Available data Start Marker

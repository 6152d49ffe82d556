use std::io::{self, Write};
use std::time::Duration;

use serde::Serialize;
use tracing::info;

use crate::app::{ProgressEvent, ProgressSink, RunResult};

#[derive(Debug, Clone, Copy)]
pub enum OutputMode {
    Interactive,
    NonInteractive,
}

pub struct JsonOutput;

impl JsonOutput {
    pub fn print_run(result: &RunResult) -> io::Result<()> {
        Self::print_json(result)
    }

    fn print_json<T: Serialize>(value: &T) -> io::Result<()> {
        let json = serde_json::to_string_pretty(value).map_err(io::Error::other)?;
        let mut stdout = io::stdout();
        stdout.write_all(json.as_bytes())?;
        stdout.write_all(b"\n")?;
        Ok(())
    }
}

impl ProgressSink for JsonOutput {
    fn event(&self, _event: ProgressEvent) {}
}

/// Forwards progress events to the log.
pub struct LogSink;

impl ProgressSink for LogSink {
    fn event(&self, event: ProgressEvent) {
        match event.elapsed {
            Some(elapsed) => info!(
                elapsed_ms = elapsed_ms(elapsed),
                "{}", event.message
            ),
            None => info!("{}", event.message),
        }
    }
}

/// Milliseconds for the log, saturating instead of truncating.
fn elapsed_ms(elapsed: Duration) -> u64 {
    u64::try_from(elapsed.as_millis()).unwrap_or(u64::MAX)
}

pub fn print_summary(result: &RunResult) {
    let verb = if result.dry_run { "Planned" } else { "Downloaded" };
    println!(
        "{verb} {} races from {} elections",
        result.race_count(),
        result.elections.len()
    );
    for election in &result.elections {
        println!("{} {} (election {})", election.year, election.name, election.election_id);
        for race in &election.races {
            match (&race.clean_path, race.rows) {
                (Some(path), Some(rows)) => {
                    println!("  {} -> {path} ({rows} precincts)", race.race_name)
                }
                _ => println!("  {} -> {}", race.race_name, race.raw_path),
            }
        }
    }
}
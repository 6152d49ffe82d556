use std::fs;
use std::path::PathBuf;
use std::time::Duration;

use reqwest::Url;
use serde::{Deserialize, Serialize};

use crate::error::ScrapeError;

pub const DEFAULT_BASE_URL: &str = "https://chicagoelections.com/en/";
pub const DEFAULT_CONFIG_FILE: &str = "precinct-results.json";

#[derive(Debug, Default, Deserialize, Serialize)]
pub struct Config {
    #[serde(default)]
    pub base_url: Option<String>,
    #[serde(default)]
    pub user_agent: Option<String>,
    #[serde(default)]
    pub timeout_secs: Option<u64>,
}

#[derive(Debug, Clone)]
pub struct SiteConfig {
    pub base_url: Url,
    pub user_agent: String,
    pub timeout: Option<Duration>,
}

impl SiteConfig {
    pub fn with_base_url(mut self, base_url: &str) -> Result<Self, ScrapeError> {
        self.base_url = parse_base_url(base_url)?;
        Ok(self)
    }

    pub fn index_url(&self) -> Result<Url, ScrapeError> {
        self.join("election-results.html")
    }

    pub fn export_url(&self) -> Result<Url, ScrapeError> {
        self.join("data-export.asp")
    }

    pub fn join(&self, href: &str) -> Result<Url, ScrapeError> {
        self.base_url
            .join(href)
            .map_err(|err| ScrapeError::InvalidBaseUrl(format!("{href}: {err}")))
    }
}

impl Default for SiteConfig {
    fn default() -> Self {
        Self {
            base_url: Url::parse(DEFAULT_BASE_URL).expect("default base url is valid"),
            user_agent: default_user_agent(),
            timeout: None,
        }
    }
}

pub struct ConfigLoader;

impl ConfigLoader {
    /// Loads the site configuration. Without an explicit path, a missing
    /// default file means built-in defaults.
    pub fn resolve(path: Option<&str>) -> Result<SiteConfig, ScrapeError> {
        let config_path = match path {
            Some(path) => PathBuf::from(path),
            None => PathBuf::from(DEFAULT_CONFIG_FILE),
        };

        if path.is_none() && !config_path.exists() {
            return Ok(SiteConfig::default());
        }

        let content = fs::read_to_string(&config_path)
            .map_err(|_| ScrapeError::ConfigRead(config_path.clone()))?;
        let config: Config = serde_json::from_str(&content)
            .map_err(|err| ScrapeError::ConfigParse(err.to_string()))?;

        Self::resolve_config(config)
    }

    pub fn resolve_config(config: Config) -> Result<SiteConfig, ScrapeError> {
        let base_url = match config.base_url {
            Some(value) => parse_base_url(&value)?,
            None => SiteConfig::default().base_url,
        };

        Ok(SiteConfig {
            base_url,
            user_agent: config.user_agent.unwrap_or_else(default_user_agent),
            timeout: config.timeout_secs.map(Duration::from_secs),
        })
    }
}

/// Parses a base URL, forcing a trailing slash so relative hrefs join
/// under it instead of replacing the last segment.
pub fn parse_base_url(value: &str) -> Result<Url, ScrapeError> {
    let trimmed = value.trim();
    let normalized = if trimmed.ends_with('/') {
        trimmed.to_string()
    } else {
        format!("{trimmed}/")
    };
    let url =
        Url::parse(&normalized).map_err(|err| ScrapeError::InvalidBaseUrl(format!("{value}: {err}")))?;
    if url.cannot_be_a_base() {
        return Err(ScrapeError::InvalidBaseUrl(value.to_string()));
    }
    Ok(url)
}

fn default_user_agent() -> String {
    format!("precinct-results/{}", env!("CARGO_PKG_VERSION"))
}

Available data End Marker

- **Problem requirements**
Copy every line in the listing above where the string "stdout" turns up.

- **Response to the exercise**
        let mut stdout = io::stdout();
        stdout.write_all(json.as_bytes())?;
        stdout.write_all(b"\n")?;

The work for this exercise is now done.